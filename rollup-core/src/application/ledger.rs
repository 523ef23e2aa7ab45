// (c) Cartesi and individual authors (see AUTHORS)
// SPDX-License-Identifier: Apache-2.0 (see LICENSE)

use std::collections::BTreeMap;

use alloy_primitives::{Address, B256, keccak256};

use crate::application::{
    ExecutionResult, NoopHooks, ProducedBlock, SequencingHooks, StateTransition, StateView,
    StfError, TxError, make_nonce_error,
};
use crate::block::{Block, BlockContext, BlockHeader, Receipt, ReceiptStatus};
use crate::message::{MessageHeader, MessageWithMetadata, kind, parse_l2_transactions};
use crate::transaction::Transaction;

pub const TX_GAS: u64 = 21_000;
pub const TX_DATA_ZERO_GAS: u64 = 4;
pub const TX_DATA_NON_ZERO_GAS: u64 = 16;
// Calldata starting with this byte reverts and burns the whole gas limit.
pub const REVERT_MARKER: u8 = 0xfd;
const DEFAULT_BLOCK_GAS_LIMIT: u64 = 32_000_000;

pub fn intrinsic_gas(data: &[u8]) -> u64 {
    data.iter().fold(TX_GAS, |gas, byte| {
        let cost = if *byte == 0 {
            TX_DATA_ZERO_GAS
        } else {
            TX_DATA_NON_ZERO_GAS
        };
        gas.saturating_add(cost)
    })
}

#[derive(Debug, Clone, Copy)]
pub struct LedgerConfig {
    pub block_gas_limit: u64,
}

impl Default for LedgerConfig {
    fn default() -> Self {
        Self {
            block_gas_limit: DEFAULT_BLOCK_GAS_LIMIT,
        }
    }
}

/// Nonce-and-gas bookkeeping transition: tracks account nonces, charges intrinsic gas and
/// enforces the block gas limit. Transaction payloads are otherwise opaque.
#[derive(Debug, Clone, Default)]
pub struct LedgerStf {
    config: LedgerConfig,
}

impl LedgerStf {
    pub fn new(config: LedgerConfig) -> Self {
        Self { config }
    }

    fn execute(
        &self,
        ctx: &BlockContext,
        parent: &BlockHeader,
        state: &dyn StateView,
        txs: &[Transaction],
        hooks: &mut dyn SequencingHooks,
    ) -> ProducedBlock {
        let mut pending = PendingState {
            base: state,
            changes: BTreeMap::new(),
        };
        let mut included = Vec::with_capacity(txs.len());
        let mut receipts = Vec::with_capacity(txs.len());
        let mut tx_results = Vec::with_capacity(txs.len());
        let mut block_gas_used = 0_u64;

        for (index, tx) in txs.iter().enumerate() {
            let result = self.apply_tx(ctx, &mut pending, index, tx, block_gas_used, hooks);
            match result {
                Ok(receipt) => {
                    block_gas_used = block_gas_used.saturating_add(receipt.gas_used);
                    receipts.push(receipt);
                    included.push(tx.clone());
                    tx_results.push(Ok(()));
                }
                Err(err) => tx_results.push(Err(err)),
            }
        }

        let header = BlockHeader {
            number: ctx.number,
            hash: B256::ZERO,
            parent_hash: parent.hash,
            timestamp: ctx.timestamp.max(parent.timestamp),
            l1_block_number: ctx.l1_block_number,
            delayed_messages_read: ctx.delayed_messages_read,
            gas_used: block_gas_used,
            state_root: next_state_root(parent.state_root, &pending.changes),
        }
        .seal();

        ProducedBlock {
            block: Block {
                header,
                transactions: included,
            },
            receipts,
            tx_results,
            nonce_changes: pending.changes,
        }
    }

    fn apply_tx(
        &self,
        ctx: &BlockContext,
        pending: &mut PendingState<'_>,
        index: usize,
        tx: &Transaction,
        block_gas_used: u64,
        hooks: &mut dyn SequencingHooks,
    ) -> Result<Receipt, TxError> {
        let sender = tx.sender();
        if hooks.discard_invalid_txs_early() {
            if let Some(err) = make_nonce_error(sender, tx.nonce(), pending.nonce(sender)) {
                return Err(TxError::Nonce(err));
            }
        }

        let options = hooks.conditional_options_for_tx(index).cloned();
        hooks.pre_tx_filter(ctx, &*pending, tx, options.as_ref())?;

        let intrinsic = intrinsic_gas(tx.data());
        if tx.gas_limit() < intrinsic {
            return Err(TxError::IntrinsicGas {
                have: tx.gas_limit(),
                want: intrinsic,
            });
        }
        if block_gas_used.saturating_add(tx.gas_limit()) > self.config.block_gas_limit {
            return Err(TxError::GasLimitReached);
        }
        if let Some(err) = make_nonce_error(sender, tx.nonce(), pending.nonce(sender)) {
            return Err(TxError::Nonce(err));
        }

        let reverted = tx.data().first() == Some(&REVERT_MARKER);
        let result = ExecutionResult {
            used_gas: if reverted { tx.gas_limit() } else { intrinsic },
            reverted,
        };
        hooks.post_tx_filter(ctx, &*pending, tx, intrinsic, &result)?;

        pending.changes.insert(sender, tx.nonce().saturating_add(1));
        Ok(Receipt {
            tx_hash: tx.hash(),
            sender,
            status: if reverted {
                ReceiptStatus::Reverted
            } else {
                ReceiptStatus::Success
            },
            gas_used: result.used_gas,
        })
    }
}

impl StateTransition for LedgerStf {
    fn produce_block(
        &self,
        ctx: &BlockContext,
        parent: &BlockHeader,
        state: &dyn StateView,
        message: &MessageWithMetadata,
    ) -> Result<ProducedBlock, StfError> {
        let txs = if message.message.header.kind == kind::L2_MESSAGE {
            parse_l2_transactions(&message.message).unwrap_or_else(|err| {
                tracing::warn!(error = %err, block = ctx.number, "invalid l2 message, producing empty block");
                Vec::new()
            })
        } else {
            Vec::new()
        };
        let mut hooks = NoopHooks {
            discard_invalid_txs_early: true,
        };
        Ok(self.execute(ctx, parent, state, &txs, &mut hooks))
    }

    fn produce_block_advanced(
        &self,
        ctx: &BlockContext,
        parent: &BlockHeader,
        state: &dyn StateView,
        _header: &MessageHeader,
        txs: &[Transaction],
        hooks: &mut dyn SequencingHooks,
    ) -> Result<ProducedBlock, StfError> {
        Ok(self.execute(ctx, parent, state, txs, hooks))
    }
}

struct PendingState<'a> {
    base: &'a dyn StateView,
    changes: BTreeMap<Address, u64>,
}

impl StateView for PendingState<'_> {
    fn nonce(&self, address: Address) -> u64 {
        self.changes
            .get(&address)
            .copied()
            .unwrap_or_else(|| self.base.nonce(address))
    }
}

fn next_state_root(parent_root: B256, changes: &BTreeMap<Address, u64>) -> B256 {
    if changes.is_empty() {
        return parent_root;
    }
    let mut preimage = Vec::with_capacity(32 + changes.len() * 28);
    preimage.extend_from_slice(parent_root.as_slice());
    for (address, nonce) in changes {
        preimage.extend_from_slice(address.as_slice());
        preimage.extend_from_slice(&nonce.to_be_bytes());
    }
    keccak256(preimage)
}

***

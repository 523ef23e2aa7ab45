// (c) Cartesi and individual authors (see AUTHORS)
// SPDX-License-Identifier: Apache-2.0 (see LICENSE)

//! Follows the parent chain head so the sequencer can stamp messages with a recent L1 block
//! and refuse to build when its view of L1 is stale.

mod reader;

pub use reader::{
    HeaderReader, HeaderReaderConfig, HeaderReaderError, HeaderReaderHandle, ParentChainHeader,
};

***

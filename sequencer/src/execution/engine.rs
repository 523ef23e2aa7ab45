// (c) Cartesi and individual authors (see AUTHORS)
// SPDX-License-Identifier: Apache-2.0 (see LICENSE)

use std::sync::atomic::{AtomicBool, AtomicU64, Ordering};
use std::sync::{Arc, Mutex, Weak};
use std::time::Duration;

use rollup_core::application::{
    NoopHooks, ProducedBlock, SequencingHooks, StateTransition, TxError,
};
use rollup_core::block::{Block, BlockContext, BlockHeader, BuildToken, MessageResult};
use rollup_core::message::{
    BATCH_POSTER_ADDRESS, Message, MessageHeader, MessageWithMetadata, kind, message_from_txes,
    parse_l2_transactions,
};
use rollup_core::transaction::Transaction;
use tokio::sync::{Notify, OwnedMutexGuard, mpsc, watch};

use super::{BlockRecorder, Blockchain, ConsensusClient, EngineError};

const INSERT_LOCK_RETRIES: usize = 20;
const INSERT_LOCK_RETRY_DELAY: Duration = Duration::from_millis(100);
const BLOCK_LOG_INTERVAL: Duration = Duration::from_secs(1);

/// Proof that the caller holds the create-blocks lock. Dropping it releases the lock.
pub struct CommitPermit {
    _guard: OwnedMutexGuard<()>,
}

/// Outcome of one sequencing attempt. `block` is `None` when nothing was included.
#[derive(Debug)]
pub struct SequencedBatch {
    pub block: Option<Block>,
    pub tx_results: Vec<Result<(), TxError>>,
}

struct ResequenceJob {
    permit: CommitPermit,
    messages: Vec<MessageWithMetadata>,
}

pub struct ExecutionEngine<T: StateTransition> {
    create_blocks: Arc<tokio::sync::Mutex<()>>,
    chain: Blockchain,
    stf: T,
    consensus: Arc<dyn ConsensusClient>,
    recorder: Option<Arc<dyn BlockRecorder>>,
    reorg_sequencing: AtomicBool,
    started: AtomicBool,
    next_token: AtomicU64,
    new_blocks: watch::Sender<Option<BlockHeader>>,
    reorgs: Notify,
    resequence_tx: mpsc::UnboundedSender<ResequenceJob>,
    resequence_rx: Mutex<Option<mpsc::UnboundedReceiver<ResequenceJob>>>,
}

***

REQUIREMENT: Scanning the material above, work out how many lines contain the word "iter" and reply with the number only.

TASK SOLUTION: 2